從2000年第一個成功的膠囊內視鏡(capsule endoscopy)病例被報導以來,診斷小腸疾病不再是夢想;它是一個長2.6公分直徑1.1公分的微型照相機,當病人吞入膠囊內視鏡後,它每秒會擷取2張照片,期間約紀錄了5萬多張照片,這些照片再經由專門的機器及醫師判讀及診斷。可惜我們可以診斷出小腸病灶卻無法切片確診或治療,令人相當的沮喪。

小腸鏡的進化

雙氣囊小腸鏡(double-balloon enteroscopy)的出現讓我們對小腸疾病不只可以診斷同時也可能直接以小腸鏡治療,它是由日本的Yamamoto教授在2001發明的;一般而言從口腔到十二指腸第二部分最短的距離約60公分,由此以下的病灶我們無法診斷,並不是把內視鏡長度加長就一定能更深入小腸,因為小腸不只長而且彎曲,彎彎曲曲的小腸會造成內視鏡繞圈圈(looping),雙氣囊小腸鏡在200公分的內視鏡前端加上一個氣囊,另外再外加一個有氣囊的外套管,藉由兩個氣囊的收放及內視鏡與外套管在小腸內推及外拉,如此小腸便像捲袖子一樣不斷的被摺疊,如此便可深入小腸深處,經由口端及肛門端兩個進入方式配合,便可能完成全小腸的檢查。

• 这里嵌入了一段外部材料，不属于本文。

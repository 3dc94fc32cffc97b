//! 值对象（Value Object）
//!
//! 无标识、以值相等为准的对象，用于封装不可变的概念性值。
//!
use serde::{Deserialize, Serialize};
use std::fmt;

/// 版本号（用于乐观锁和并发控制）
///
/// 新建聚合的版本为 0，每应用一个事件递增 1。
///
/// # 示例
///
/// ```
/// use ddd_domain::value_object::Version;
///
/// let v1 = Version::new();
/// assert!(v1.is_new());
///
/// let v2 = v1.next();
/// assert_eq!(v2.value(), 1);
/// assert!(v2 > v1);
/// ```
#[derive(
    Debug, Clone, Copy, Default, PartialEq, Eq, PartialOrd, Ord, Hash, Serialize, Deserialize,
)]
#[serde(transparent)]
pub struct Version(usize);

impl Version {
    /// 创建初始版本（版本号为 0）
    pub const fn new() -> Self {
        Self(0)
    }

    pub const fn from_value(value: usize) -> Self {
        Self(value)
    }

    /// 获取下一个版本号
    pub fn next(&self) -> Self {
        Self(self.0 + 1)
    }

    pub const fn value(&self) -> usize {
        self.0
    }

    /// 检查是否为初始版本（聚合尚未产生任何事件）
    pub fn is_new(&self) -> bool {
        self.0 == 0
    }
}

impl fmt::Display for Version {
    fn fmt(&self, f: &mut fmt::Formatter<'_>) -> fmt::Result {
        write!(f, "v{}", self.0)
    }
}

impl From<usize> for Version {
    fn from(value: usize) -> Self {
        Self::from_value(value)
    }
}

impl From<Version> for usize {
    fn from(version: Version) -> Self {
        version.value()
    }
}
//! 领域事件（Domain Event）
//!
//! 定义事件载荷需要实现的最小接口（`DomainEvent`），以及将事件与元数据/上下文
//! 封装后的 `EventEnvelope`。

mod domain_event_trait;
mod event_context;
mod event_envelope;
mod metadata;

pub use domain_event_trait::DomainEvent;
pub use event_context::EventContext;
pub use event_envelope::EventEnvelope;
pub use metadata::Metadata;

雙氣囊小腸鏡雖然解決了很多小腸的問題,但是操作不易及相當耗費時間,使用上實在不方便,於是新一代更簡單操作的單氣囊小腸鏡便應運而生,它省略了雙氣囊小腸鏡前端的一個氣囊,只有外套管有氣囊,當我們把小腸鏡往前進後彎曲勾住腸壁,將消氣的氣囊推到內視鏡盡頭然後將氣囊充氣,接著將氣囊連同小腸鏡一起往外拉,如此小腸就會被往後拉摺疊起來如同袖子捲起來一般,然後再重複之前的步驟,如此便可深入小腸內部,操作相對簡單且時間較快(圖二)。

目前單氣囊小腸鏡與雙氣囊小腸鏡合併稱為氣囊輔助性小腸鏡(balloon-assisted enteroscopy),兩者各有優缺點,但都是診斷與治療小腸鏡的好工具。

膠囊內視鏡在本院已使用多年,單氣囊小腸鏡也在兩年前引進,目前也已完成約40多個病例,如同前面提到的案例,有許多以前很難診斷處理的疾病因這些新設備獲得了適當診斷治療,特別是小腸這塊無法觀察的黑暗地帶更因氣囊輔助性小腸鏡的出現露出曙光,很可惜這些診斷及治療小腸疾病的新利器目前健保仍不給付,期待健保在不久的將來可以給付這些病患需要的檢查及治療。